- [TASK TO COMPLETE] The required output is the line containing "let entries = entries_from_config(&schedule);" followed by each line through the end of the data below, repeated exactly and with nothing added.

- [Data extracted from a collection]
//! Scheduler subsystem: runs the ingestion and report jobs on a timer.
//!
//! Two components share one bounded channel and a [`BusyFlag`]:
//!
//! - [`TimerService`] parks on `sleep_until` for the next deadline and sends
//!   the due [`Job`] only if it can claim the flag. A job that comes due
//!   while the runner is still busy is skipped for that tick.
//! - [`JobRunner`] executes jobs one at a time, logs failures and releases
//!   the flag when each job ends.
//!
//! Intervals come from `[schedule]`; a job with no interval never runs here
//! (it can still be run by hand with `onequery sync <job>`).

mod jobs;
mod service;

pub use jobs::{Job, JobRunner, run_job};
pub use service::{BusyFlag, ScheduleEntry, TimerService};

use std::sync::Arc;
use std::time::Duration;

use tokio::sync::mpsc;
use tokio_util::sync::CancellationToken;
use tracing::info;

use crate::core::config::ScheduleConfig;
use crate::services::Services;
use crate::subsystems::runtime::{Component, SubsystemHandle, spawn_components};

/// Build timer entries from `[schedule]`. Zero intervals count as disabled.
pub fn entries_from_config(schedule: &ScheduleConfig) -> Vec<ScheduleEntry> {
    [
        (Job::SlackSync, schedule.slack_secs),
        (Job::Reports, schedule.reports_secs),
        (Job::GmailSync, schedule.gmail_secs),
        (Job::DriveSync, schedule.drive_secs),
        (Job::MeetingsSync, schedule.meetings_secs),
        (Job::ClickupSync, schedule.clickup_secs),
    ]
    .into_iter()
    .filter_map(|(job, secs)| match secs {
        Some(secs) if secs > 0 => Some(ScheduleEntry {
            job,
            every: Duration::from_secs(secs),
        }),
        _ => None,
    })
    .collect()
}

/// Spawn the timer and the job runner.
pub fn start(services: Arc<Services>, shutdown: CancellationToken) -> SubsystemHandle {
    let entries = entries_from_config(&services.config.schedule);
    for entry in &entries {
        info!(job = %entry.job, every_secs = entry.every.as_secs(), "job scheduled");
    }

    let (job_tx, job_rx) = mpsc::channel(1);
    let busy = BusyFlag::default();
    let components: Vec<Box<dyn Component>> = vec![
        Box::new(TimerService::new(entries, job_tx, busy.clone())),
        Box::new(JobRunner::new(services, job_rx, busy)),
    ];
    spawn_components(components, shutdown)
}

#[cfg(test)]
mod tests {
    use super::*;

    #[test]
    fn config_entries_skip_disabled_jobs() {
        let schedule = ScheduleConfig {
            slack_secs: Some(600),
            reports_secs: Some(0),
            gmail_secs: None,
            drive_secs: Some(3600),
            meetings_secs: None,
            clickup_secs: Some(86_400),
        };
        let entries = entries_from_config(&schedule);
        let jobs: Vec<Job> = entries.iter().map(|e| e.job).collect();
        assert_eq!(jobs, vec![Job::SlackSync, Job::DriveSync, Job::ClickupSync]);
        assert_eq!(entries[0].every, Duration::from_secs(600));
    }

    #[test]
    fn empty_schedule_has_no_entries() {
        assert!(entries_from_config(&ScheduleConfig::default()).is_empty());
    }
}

- [WRITTEN RESPONSE]
        let entries = entries_from_config(&schedule);
        let jobs: Vec<Job> = entries.iter().map(|e| e.job).collect();
        assert_eq!(jobs, vec![Job::SlackSync, Job::DriveSync, Job::ClickupSync]);
        assert_eq!(entries[0].every, Duration::from_secs(600));
    }

    #[test]
    fn empty_schedule_has_no_entries() {
        assert!(entries_from_config(&ScheduleConfig::default()).is_empty());
    }
}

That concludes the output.